Monday, 11 June 2007

It's all been a terrible mistake

A ground-breaking, nay, earth-shattering new discovery has revealed that the Brontë Sisters were not shy, retiring, tiny, slender, mouse-coloured Irish/Cornish hybrids from Britain's remote and mysterious Deep and Wuthering North at all. No! With the slip of a keystroke, Melbourne's Sunday Age has re-identified them as the Bronti Sisters.

This bombshell has been brought to my attention by the distinguished scholar and blogger Professor Stephanie Trigg of Humanities Researcher, in the course of whose work the discovery was accidentally made.

And in a heartbeat the mind's eye transforms the Sistahs into proud and fiery Italian heroines, statuesque of stance and flashing of glance, raven of lock, pneumatic of bosom, and altogether quite unrecognisable in every way. Reader, I give you the Bronti Sisters: Carlotta, Emilia and Anna.

Literary history will have to be rewritten.


Ampersand Duck said...

Mamma mia!

black Knight said...

shy, retiring, tiny, slender, mouse-coloured Irish/Cornish hybrids from Britain's remote and mysterious Deep and Wuthering North

you, er, don't know many Celts, then? Or Northerners?

Pavlov's Cat said...

BK, I'm a quarter Cornish, a quarter Scots and an eighth Irish meself. The descriptions of the Sistahs as shy, tiny and mouse-coloured (though all three could be stern, ferocious and impassioned in private) come from people who knew them, as quoted in the several standard biographies, plus the handful of paintings and photographs, and the descriptions in Mrs Gaskell's classic biography of Charlotte.

&D -- heh.

BK said...

That makes you just over half mental bugger then.
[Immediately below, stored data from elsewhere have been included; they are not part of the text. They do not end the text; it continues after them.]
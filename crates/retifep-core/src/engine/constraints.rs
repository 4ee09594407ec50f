use super::config::CouplingLeg;
use crate::core::forcefield::term::TermHandle;
use crate::core::perturbation::partition::{AtomClass, StateKind};
use serde::{Deserialize, Serialize};

/// The five λ values a window evaluates simultaneously.
#[derive(Debug, Clone, Copy, PartialEq, Serialize, Deserialize)]
pub struct LambdaValues {
    pub lambda: f64,
    /// `min(λ + Δλ, 1)`
    pub forward: f64,
    /// `max(λ - Δλ, 0)`
    pub backward: f64,
    /// λ of the next window, or λ itself at the upper end of the schedule.
    pub next: f64,
    /// λ of the previous window, or λ itself at the lower end of the schedule.
    pub prev: f64,
}

impl LambdaValues {
    pub fn derive(lambda: f64, delta_lambda: f64, neighbors: (Option<f64>, Option<f64>)) -> Self {
        let (prev, next) = neighbors;
        Self {
            lambda,
            forward: (lambda + delta_lambda).min(1.0),
            backward: (lambda - delta_lambda).max(0.0),
            next: next.unwrap_or(lambda),
            prev: prev.unwrap_or(lambda),
        }
    }

    pub fn for_state(&self, state: StateKind) -> f64 {
        match state {
            StateKind::Reference => self.lambda,
            StateKind::Forward => self.forward,
            StateKind::Backward => self.backward,
        }
    }
}

/// Closed set of soft-core coupling expressions.
#[derive(Debug, Clone, Copy, PartialEq, Eq, Hash, Serialize, Deserialize)]
pub enum AlphaExpr {
    Lambda,
    OneMinusLambda,
    /// `min(λ, 1 - λ)`: soft at the midpoint, hard at both ends.
    MinLambdaOneMinus,
}

impl AlphaExpr {
    #[inline]
    pub fn evaluate(self, lambda: f64) -> f64 {
        let alpha = match self {
            AlphaExpr::Lambda => lambda,
            AlphaExpr::OneMinusLambda => 1.0 - lambda,
            AlphaExpr::MinLambdaOneMinus => lambda.min(1.0 - lambda),
        };
        alpha.clamp(0.0, 1.0)
    }

    /// dα/dλ. The kink of `min(λ, 1 - λ)` at λ = 0.5 has derivative 0.
    #[inline]
    pub fn derivative(self, lambda: f64) -> f64 {
        match self {
            AlphaExpr::Lambda => 1.0,
            AlphaExpr::OneMinusLambda => -1.0,
            AlphaExpr::MinLambdaOneMinus => {
                if lambda < 0.5 {
                    1.0
                } else if lambda > 0.5 {
                    -1.0
                } else {
                    0.0
                }
            }
        }
    }

    fn oriented(self, leg: CouplingLeg) -> Self {
        match (leg, self) {
            (CouplingLeg::Initial, expr) => expr,
            (CouplingLeg::Final, AlphaExpr::Lambda) => AlphaExpr::OneMinusLambda,
            (CouplingLeg::Final, AlphaExpr::OneMinusLambda) => AlphaExpr::Lambda,
            (CouplingLeg::Final, AlphaExpr::MinLambdaOneMinus) => AlphaExpr::MinLambdaOneMinus,
        }
    }

    /// α for an interaction between two solute classes; `None` means an ordinary term.
    pub fn for_solute_pair(a: AtomClass, b: AtomClass, leg: CouplingLeg) -> Option<Self> {
        use AtomClass::*;
        let expr = match (a.min(b), a.max(b)) {
            (Hard, ToDummy) => AlphaExpr::Lambda,
            (Hard, FromDummy) => AlphaExpr::OneMinusLambda,
            (ToDummy, FromDummy) => AlphaExpr::MinLambdaOneMinus,
            _ => return None,
        };
        Some(expr.oriented(leg))
    }

    /// α for a solute class interacting with solvent or protein.
    pub fn for_environment(class: AtomClass, leg: CouplingLeg) -> Option<Self> {
        let expr = match class {
            AtomClass::Hard => return None,
            AtomClass::ToDummy => AlphaExpr::Lambda,
            AtomClass::FromDummy => AlphaExpr::OneMinusLambda,
        };
        Some(expr.oriented(leg))
    }
}

#[derive(Debug, Clone, Copy, PartialEq, Serialize, Deserialize)]
pub struct AlphaBinding {
    pub handle: TermHandle,
    pub expr: AlphaExpr,
    /// The state whose λ drives this binding.
    pub state: StateKind,
}

#[derive(Debug, Clone, Copy, PartialEq, Eq, Serialize, Deserialize)]
pub enum PropagatorState {
    Dirty,
    Clean,
}

/// Keeps every derived λ value and every soft-core α consistent with the window's λ.
///
/// Any change to λ or to the schedule neighbours marks the propagator dirty. Cleaning
/// re-derives the shadow and neighbour λ values and re-evaluates all α bindings; it is
/// idempotent and cheap when already clean. While dirty, α values are not readable.
#[derive(Debug, Clone, Serialize, Deserialize)]
pub struct ConstraintPropagator {
    lambda: f64,
    delta_lambda: f64,
    neighbors: (Option<f64>, Option<f64>),
    values: LambdaValues,
    bindings: Vec<AlphaBinding>,
    alphas: Vec<f64>,
    state: PropagatorState,
}

impl ConstraintPropagator {
    pub fn new(lambda: f64, delta_lambda: f64, neighbors: (Option<f64>, Option<f64>)) -> Self {
        Self {
            lambda,
            delta_lambda,
            neighbors,
            values: LambdaValues::derive(lambda, delta_lambda, neighbors),
            bindings: Vec::new(),
            alphas: Vec::new(),
            state: PropagatorState::Dirty,
        }
    }

    /// Binds a soft-core term's α to an expression of one state's λ.
    ///
    /// Re-registering a handle replaces its binding.
    pub fn register(&mut self, handle: TermHandle, expr: AlphaExpr, state: StateKind) {
        let binding = AlphaBinding {
            handle,
            expr,
            state,
        };
        match self.position(handle) {
            Some(i) => self.bindings[i] = binding,
            None => {
                self.bindings.push(binding);
                self.alphas.push(0.0);
            }
        }
        self.state = PropagatorState::Dirty;
    }

    pub fn set_lambda(&mut self, lambda: f64) {
        self.lambda = lambda;
        self.state = PropagatorState::Dirty;
    }

    pub fn set_neighbors(&mut self, prev: Option<f64>, next: Option<f64>) {
        self.neighbors = (prev, next);
        self.state = PropagatorState::Dirty;
    }

    pub fn state(&self) -> PropagatorState {
        self.state
    }

    pub fn lambda(&self) -> f64 {
        self.lambda
    }

    pub fn delta_lambda(&self) -> f64 {
        self.delta_lambda
    }

    /// Brings every derived value up to date. Returns `true` if anything was recomputed.
    pub fn ensure_clean(&mut self) -> bool {
        if self.state == PropagatorState::Clean {
            return false;
        }
        self.values = LambdaValues::derive(self.lambda, self.delta_lambda, self.neighbors);
        for (alpha, binding) in self.alphas.iter_mut().zip(&self.bindings) {
            *alpha = binding.expr.evaluate(self.values.for_state(binding.state));
        }
        self.state = PropagatorState::Clean;
        true
    }

    /// The λ values as of the last clean.
    pub fn values(&self) -> &LambdaValues {
        &self.values
    }

    /// The λ values implied by the current λ, whether or not the propagator is clean.
    pub fn derived(&self) -> LambdaValues {
        LambdaValues::derive(self.lambda, self.delta_lambda, self.neighbors)
    }

    /// The current α of a soft-core term, or `None` if the term is unbound or the
    /// propagator is dirty.
    pub fn alpha(&self, handle: TermHandle) -> Option<f64> {
        if self.state == PropagatorState::Dirty {
            return None;
        }
        self.position(handle).map(|i| self.alphas[i])
    }

    pub fn binding(&self, handle: TermHandle) -> Option<&AlphaBinding> {
        self.position(handle).map(|i| &self.bindings[i])
    }

    pub fn bindings(&self) -> &[AlphaBinding] {
        &self.bindings
    }

    /// The α of every reference-state binding as if the window sat at `lambda`.
    ///
    /// Pure: the propagator itself is left untouched.
    pub fn alphas_at(&self, lambda: f64) -> Vec<(TermHandle, f64)> {
        self.bindings
            .iter()
            .filter(|b| b.state == StateKind::Reference)
            .map(|b| (b.handle, b.expr.evaluate(lambda)))
            .collect()
    }

    fn position(&self, handle: TermHandle) -> Option<usize> {
        self.bindings.iter().position(|b| b.handle == handle)
    }
}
Sorry, just teasing. It made Oi larf, the incongruity of your juxtapositioning.

(Quarter Scots, eighth Irish, a little bit Cornish, all mongrel and totally barking)

Anonymous said...

No. No. It was Somerville, Steinbachek and Bronski!

Cast Iron Balcony

Pavlov's Cat said...

Or possibly even Corso, Ferlinghetti and Ginsberg.

Pavlov's Cat said...

'It made Oi larf'

We aim to please!

Black Knight said...



WB: azbopwh. Something to do with non-judicial restraining orders.

Stephanie Trigg said...

Glad you liked my discovery. What can I say? all in a day's work...

Anonymous said...

Did you know Jane Eyre is cited as an emo prototype?
Tho' I suspect Emily was more of a Goth.
Lucy Sussex

Mindy said...

Dear Brontes,
Is it still easier to get published if you write under a male moniker or is the playing field level now?

BK said...

Following a discussion elsewhere on the intawebs, I have — for once — a serious question.

Did the sisters write what they wanted, how the mood took them perhaps, or did they tailor their writing for a (specific) audience or market?
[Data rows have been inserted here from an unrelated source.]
//! # Force Field Module
//!
//! This module composes non-bonded interactions for an alchemically perturbed system. It
//! holds the run-wide non-bonded parameters, the elementary pair kernels, the soft-core
//! energy model used for every interaction that touches a dummy atom, and the term
//! descriptors the perturbed-system builder assembles.
//!
//! ## Overview
//!
//! - **Coulomb and Lennard-Jones 12-6 interactions** between atom groups
//! - **CHARMM-style switching** between `cutoff - feather` and `cutoff`
//! - **Soft-core modification** controlled by a coupling parameter α ∈ [0, 1], with
//!   α = 0 reproducing the ordinary hard-core pair energy exactly
//! - **Bonded exclusions** (1-2, 1-3) and scaled 1-4 interactions within a molecule
//!
//! ## Key Components
//!
//! - [`params`] - Non-bonded and soft-core parameters, combining rules
//! - [`softcore`] - The soft-core functional form and its analytic α derivative
//! - [`energy`] - Group-versus-group and within-group pair summation
//! - [`term`] - Energy term descriptors, handles and component sums
//!
//! ## Usage
//!
//! ```ignore
//! use retifep::core::forcefield::softcore::SoftcoreModel;
//!
//! let model = SoftcoreModel::new(&params.softcore, params.dielectric);
//! let pair = model.pair(r2, qq, sigma, epsilon, alpha);
//! ```

pub mod bonded;
pub(crate) mod energy;
pub mod params;
pub(crate) mod potentials;
pub mod softcore;
pub mod term;
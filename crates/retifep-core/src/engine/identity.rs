use super::error::EngineError;
use super::monitor::EnergyMonitor;
use super::system::PerturbedSystem;
use crate::core::models::configuration::Configuration;
use crate::core::models::ids::MoleculeId;
use crate::core::models::space::Space;
use nalgebra::Point3;
use serde::{Deserialize, Serialize};
use std::cmp::Ordering;

/// A fixed reference coordinate, captured once at setup.
#[derive(Debug, Clone, PartialEq, Serialize, Deserialize)]
pub struct IdentityPoint {
    pub label: String,
    pub position: Point3<f64>,
}

/// Greedily matches each point, in order, to the nearest still-unassigned candidate.
///
/// Distances use the minimum image of `space`. Ties go to the candidate that comes
/// first in `pool`. Points left over once the pool is exhausted map to `None`.
pub fn assign(
    pool: &[(MoleculeId, Point3<f64>)],
    points: &[IdentityPoint],
    space: &Space,
) -> Vec<Option<MoleculeId>> {
    let mut taken = vec![false; pool.len()];
    points
        .iter()
        .map(|point| {
            let mut best: Option<(usize, f64)> = None;
            for (i, (_, position)) in pool.iter().enumerate() {
                if taken[i] {
                    continue;
                }
                let d2 = space.distance_squared(&point.position, position);
                if best.is_none_or(|(_, best_d2)| d2 < best_d2) {
                    best = Some((i, d2));
                }
            }
            best.map(|(i, _)| {
                taken[i] = true;
                pool[i].0
            })
        })
        .collect()
}

#[derive(Debug, Clone, Copy, PartialEq, Eq, Serialize, Deserialize)]
struct Stamp {
    uid: u64,
    generation: u64,
}

impl Stamp {
    fn of(config: &Configuration) -> Self {
        Self {
            uid: config.uid(),
            generation: config.generation(),
        }
    }
}

/// Follows diffusing solvent molecules through a set of fixed sites around the solute.
///
/// The tracker owns only the site → molecule mapping. The mapping is stamped with the
/// configuration it was computed for and refuses to be read against any other.
#[derive(Debug, Clone, Serialize, Deserialize)]
pub struct IdentityTracker {
    points: Vec<IdentityPoint>,
    mapping: Vec<Option<MoleculeId>>,
    stamp: Option<Stamp>,
    monitors: Vec<EnergyMonitor>,
}

impl IdentityTracker {
    /// Captures the centroids of the `num_sites` solvent molecules nearest the solute.
    pub fn capture(
        system: &PerturbedSystem,
        config: &Configuration,
        num_sites: usize,
        histogram_bin_width: Option<f64>,
    ) -> Self {
        let space = system.molecules().space();
        let solute_center = config.centroid(system.solute_id()).unwrap_or_else(Point3::origin);
        let mut pool = solvent_pool(system, config);
        pool.sort_by(|a, b| {
            let da = space.distance_squared(&solute_center, &a.1);
            let db = space.distance_squared(&solute_center, &b.1);
            da.partial_cmp(&db).unwrap_or(Ordering::Equal)
        });
        let points: Vec<IdentityPoint> = pool
            .iter()
            .take(num_sites)
            .enumerate()
            .map(|(k, (_, position))| IdentityPoint {
                label: format!("site{}", k + 1),
                position: *position,
            })
            .collect();
        let monitors = vec![EnergyMonitor::new(histogram_bin_width); points.len()];
        Self {
            mapping: vec![None; points.len()],
            points,
            stamp: None,
            monitors,
        }
    }

    pub fn points(&self) -> &[IdentityPoint] {
        &self.points
    }

    pub fn monitors(&self) -> &[EnergyMonitor] {
        &self.monitors
    }

    /// Re-matches every site if the configuration changed since the last update.
    pub fn update(&mut self, system: &PerturbedSystem, config: &Configuration) {
        let stamp = Stamp::of(config);
        if self.stamp == Some(stamp) {
            return;
        }
        let pool = solvent_pool(system, config);
        self.mapping = assign(&pool, &self.points, system.molecules().space());
        self.stamp = Some(stamp);
    }

    /// The current mapping, provided it was computed for exactly this configuration.
    pub fn mapping(&self, config: &Configuration) -> Result<&[Option<MoleculeId>], EngineError> {
        let current = Stamp::of(config);
        match self.stamp {
            Some(stamp) if stamp == current => Ok(&self.mapping),
            stamp => {
                let stamp = stamp.unwrap_or(Stamp {
                    uid: 0,
                    generation: 0,
                });
                Err(EngineError::StaleIdentityMapping {
                    mapped_uid: stamp.uid,
                    mapped_generation: stamp.generation,
                    uid: current.uid,
                    generation: current.generation,
                })
            }
        }
    }

    /// Updates the mapping and records the solute interaction of every occupied site.
    pub fn record(
        &mut self,
        system: &mut PerturbedSystem,
        config: &Configuration,
    ) -> Result<(), EngineError> {
        self.update(system, config);
        let occupants: Vec<Option<MoleculeId>> = self.mapping(config)?.to_vec();
        for (monitor, occupant) in self.monitors.iter_mut().zip(occupants) {
            if let Some(id) = occupant {
                monitor.push(system.solute_interaction(config, id)?);
            }
        }
        Ok(())
    }

    pub fn end_block(&mut self) {
        self.monitors.iter_mut().for_each(EnergyMonitor::end_block);
    }
}

fn solvent_pool(system: &PerturbedSystem, config: &Configuration) -> Vec<(MoleculeId, Point3<f64>)> {
    system
        .solvent_ids()
        .iter()
        .filter_map(|&id| config.centroid(id).map(|c| (id, c)))
        .collect()
}
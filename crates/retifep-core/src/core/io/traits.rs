use crate::core::models::system::MolecularSystem;
use std::error::Error;
use std::fs::File;
use std::io::{self, BufRead, BufReader, BufWriter, Write};
use std::path::Path;

/// Defines the interface for reading and writing molecular system documents.
pub trait MolecularFile {
    /// The error type for I/O operations.
    type Error: Error + From<io::Error>;

    /// Reads a molecular system from a buffered reader.
    ///
    /// # Errors
    ///
    /// Returns an error if parsing fails or the document is internally inconsistent.
    fn read_from(reader: &mut impl BufRead) -> Result<MolecularSystem, Self::Error>;

    /// Writes a molecular system to a writer.
    fn write_to(system: &MolecularSystem, writer: &mut impl Write) -> Result<(), Self::Error>;

    fn read_from_path<P: AsRef<Path>>(path: P) -> Result<MolecularSystem, Self::Error> {
        let file = File::open(path)?;
        let mut reader = BufReader::new(file);
        Self::read_from(&mut reader)
    }

    fn write_to_path<P: AsRef<Path>>(system: &MolecularSystem, path: P) -> Result<(), Self::Error> {
        let file = File::create(path)?;
        let mut writer = BufWriter::new(file);
        Self::write_to(system, &mut writer)?;
        writer.flush()?;
        Ok(())
    }
}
In other words, were they writing to please themselves?

Peter said...

Do the sisters have an opinion about the use of parentheses in prose? (I usually call them brackets, but let's be precise.)
For example, I recently encountered an excellent post with a four-paragraph aside in parenthesis, which itself contained embedded parentheses. I spent some time searching for the closing "bracket".
Might there be a better way to identify an extensive aside?


Francis Xavier Holden said...

Would any of the Bronty Birds be able to set me straight?

I was re-reading Peter Temple last week or so. White Dog, a Jack Irish Thriller, and Broken Shore the latest one wot won the prize.

White Dog, and all the Jack Irish ones, are written first person. Broken Shore third person.

I was wondering if first person throws the gears towards the light hearted a bit and third person pulls it toward a darker feel.

Maloney and Whelan are first person and comedic. Dave Robincheaux dark and not first person. Wallander not first person.

I have done any sort of scientific book count but I was wondering.

Francis Xavier Holden said...

Sorry. I'll read that again. Obviously it should read "I have NOT done any scientific study...."

tonijordan said...

A further question for the sisters: Reviewee's etiquette. If your book is reviewed in a blog, should you comment? Only if it's a good review? Is it OK to say 'I'm so glad you spotted my subtle use of metaphor in chapter 5'? If you meet a (kind) reviewer at a festival, is it OK to say, 'Thanks for your intelligent and insightful analysis of my book. Can I buy you a drink?' If said review is unfavourable, should you still introduce yourself, buy the drink and thank the reviewer for spelling your name correctly? Do the same rules apply for newspaper reviewers, who often seem to be novelists themselves? Or, like Basil Fawlty and The War, should reviews never be mentioned?